Problem to solve:
Copy out each line of the data that contains "root".

Supplied material:
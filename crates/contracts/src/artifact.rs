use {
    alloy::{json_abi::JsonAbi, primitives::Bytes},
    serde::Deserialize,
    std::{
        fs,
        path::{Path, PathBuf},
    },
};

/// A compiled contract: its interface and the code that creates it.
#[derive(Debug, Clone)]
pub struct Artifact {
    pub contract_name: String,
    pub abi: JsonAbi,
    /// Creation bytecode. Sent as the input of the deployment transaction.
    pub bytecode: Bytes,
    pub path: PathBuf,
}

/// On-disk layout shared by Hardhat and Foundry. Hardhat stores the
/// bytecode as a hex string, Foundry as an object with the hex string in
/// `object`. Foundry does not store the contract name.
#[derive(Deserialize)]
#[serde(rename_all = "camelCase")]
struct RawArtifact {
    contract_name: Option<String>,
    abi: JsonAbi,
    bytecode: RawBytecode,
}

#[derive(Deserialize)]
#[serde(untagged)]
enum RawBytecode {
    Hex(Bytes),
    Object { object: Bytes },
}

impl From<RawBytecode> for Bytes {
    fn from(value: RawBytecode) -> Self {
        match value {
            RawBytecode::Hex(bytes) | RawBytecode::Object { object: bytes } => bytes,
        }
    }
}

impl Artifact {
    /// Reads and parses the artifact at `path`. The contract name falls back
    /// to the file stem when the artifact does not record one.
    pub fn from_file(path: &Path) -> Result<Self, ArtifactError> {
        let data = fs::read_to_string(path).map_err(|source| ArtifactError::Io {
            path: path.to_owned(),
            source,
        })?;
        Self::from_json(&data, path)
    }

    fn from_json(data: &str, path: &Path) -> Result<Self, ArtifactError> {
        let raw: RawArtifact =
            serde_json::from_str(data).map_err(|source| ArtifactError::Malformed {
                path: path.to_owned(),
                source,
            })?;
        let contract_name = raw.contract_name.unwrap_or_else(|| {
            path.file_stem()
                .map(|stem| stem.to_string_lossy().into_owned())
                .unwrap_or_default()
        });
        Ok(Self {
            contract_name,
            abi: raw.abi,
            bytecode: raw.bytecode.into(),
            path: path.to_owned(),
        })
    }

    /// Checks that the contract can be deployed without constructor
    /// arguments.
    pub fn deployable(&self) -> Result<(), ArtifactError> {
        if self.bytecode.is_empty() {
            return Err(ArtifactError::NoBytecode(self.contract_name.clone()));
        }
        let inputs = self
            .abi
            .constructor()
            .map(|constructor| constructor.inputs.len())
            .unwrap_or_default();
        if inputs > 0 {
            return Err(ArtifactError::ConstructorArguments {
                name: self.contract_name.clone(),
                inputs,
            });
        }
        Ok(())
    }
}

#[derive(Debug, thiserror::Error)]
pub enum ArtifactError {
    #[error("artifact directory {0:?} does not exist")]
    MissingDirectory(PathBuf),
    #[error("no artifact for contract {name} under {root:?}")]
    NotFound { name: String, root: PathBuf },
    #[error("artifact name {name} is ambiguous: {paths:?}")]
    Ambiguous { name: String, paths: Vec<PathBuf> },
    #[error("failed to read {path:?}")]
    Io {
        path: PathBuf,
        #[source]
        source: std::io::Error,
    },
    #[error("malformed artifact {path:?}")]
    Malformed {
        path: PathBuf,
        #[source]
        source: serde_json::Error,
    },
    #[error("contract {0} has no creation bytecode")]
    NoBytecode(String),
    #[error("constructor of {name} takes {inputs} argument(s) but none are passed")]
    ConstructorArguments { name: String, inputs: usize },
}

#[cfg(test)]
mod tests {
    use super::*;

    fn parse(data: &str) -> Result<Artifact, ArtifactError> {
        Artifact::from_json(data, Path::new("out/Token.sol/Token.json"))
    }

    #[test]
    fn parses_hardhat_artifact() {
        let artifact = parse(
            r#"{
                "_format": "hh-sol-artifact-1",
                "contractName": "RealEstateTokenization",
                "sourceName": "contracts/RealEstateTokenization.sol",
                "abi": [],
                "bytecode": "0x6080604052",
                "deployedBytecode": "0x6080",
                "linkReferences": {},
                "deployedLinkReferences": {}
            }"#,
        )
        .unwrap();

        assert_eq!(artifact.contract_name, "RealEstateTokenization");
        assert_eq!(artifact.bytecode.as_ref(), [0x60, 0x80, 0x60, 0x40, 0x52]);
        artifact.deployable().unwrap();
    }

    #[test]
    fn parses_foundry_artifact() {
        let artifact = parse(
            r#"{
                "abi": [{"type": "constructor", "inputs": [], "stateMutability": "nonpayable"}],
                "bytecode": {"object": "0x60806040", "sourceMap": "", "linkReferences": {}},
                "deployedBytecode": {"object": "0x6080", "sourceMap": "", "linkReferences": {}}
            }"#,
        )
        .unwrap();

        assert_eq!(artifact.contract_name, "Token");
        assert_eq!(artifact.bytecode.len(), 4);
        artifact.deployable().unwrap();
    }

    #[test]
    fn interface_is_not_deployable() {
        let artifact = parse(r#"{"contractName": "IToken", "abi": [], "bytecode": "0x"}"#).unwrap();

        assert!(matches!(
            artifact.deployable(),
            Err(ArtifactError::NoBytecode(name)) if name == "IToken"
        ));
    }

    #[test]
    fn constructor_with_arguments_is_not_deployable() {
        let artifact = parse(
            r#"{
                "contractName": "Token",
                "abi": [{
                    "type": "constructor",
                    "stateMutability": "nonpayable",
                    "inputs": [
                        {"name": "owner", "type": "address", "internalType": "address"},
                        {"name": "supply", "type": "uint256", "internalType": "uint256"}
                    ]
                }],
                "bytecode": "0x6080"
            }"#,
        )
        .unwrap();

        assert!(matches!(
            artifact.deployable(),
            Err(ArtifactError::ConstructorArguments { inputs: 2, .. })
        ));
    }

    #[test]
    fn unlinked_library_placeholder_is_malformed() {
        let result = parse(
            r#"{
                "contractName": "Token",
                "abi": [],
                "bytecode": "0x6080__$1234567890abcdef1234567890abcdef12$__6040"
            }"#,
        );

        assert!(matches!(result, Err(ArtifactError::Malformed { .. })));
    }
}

---

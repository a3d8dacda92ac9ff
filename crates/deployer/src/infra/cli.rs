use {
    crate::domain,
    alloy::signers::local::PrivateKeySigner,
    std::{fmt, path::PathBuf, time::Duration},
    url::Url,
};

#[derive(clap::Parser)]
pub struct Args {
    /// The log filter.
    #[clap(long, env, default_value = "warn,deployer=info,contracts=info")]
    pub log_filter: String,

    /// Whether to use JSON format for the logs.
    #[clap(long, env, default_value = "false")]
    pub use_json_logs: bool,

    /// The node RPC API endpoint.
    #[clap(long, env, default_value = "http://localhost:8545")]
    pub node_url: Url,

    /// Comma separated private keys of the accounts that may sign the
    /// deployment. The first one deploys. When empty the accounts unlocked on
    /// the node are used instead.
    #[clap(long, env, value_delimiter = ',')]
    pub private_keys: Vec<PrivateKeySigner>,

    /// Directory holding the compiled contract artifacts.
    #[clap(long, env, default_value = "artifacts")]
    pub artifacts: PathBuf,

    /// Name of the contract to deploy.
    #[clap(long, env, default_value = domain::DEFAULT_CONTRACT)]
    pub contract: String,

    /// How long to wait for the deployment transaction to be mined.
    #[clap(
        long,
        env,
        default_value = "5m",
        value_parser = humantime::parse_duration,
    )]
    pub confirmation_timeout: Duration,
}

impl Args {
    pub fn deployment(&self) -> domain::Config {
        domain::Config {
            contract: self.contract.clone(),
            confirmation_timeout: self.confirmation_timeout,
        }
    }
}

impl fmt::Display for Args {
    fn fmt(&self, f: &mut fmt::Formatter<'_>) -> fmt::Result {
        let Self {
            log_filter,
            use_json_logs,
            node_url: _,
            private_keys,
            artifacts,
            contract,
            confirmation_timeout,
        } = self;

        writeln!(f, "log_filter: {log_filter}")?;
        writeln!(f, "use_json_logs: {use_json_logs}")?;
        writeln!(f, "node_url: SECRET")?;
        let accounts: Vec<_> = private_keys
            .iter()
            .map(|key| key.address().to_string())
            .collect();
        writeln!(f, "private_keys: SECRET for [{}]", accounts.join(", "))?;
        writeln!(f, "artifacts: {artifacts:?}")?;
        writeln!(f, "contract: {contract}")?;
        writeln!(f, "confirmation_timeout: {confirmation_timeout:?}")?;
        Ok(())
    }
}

...

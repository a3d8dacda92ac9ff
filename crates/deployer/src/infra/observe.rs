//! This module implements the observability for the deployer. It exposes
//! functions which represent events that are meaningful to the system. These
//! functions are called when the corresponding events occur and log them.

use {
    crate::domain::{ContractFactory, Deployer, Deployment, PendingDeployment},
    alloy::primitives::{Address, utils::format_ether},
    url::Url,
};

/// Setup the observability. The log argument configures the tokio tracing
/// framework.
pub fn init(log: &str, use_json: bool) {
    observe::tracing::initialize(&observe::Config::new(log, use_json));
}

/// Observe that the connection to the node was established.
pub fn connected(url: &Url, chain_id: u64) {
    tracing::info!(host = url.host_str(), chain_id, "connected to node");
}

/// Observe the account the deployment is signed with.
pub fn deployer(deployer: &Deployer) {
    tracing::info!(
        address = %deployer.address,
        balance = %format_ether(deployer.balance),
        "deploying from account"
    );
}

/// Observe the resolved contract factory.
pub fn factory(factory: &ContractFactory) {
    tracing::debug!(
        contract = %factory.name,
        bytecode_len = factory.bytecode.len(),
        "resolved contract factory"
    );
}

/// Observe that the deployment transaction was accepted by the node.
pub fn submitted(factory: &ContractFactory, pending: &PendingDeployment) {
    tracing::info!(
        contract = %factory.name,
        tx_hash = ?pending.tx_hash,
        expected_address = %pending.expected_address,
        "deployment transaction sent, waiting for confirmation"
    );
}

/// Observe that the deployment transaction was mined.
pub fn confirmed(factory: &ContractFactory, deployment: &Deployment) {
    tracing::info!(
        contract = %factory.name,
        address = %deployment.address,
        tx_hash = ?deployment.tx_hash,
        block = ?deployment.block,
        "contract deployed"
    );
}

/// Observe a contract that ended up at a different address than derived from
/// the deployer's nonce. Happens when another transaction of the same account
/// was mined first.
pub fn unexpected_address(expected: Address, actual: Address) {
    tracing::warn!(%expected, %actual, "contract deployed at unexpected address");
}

Written response:
    #[error("no artifact for contract {name} under {root:?}")]
    NotFound { name: String, root: PathBuf },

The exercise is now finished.